Word for word, repeat the lines of the records from the one containing "let mut reader" through the last line, both included.
+++ Input for this task +++
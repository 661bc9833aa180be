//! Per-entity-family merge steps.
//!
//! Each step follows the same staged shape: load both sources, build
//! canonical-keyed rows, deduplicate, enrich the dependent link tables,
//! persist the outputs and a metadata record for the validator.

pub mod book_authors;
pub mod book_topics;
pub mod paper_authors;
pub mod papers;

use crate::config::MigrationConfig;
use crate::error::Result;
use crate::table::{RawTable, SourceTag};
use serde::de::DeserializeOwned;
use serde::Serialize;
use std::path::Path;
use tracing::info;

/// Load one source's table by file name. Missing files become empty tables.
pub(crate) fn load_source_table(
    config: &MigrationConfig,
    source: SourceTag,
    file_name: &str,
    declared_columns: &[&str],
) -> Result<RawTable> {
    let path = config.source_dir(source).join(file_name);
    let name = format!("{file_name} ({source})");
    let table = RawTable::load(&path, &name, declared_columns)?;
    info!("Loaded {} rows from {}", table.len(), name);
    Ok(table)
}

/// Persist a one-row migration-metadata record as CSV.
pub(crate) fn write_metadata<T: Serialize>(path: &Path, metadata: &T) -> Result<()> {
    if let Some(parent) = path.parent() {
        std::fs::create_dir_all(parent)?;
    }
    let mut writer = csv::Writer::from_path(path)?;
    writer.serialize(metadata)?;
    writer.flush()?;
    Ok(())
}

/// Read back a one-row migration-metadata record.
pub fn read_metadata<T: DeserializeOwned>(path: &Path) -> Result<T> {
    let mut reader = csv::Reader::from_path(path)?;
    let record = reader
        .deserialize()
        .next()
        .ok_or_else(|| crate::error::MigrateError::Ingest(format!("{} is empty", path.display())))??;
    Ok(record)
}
+++
Answer box →
    let mut reader = csv::Reader::from_path(path)?;
    let record = reader
        .deserialize()
        .next()
        .ok_or_else(|| crate::error::MigrateError::Ingest(format!("{} is empty", path.display())))??;
    Ok(record)
}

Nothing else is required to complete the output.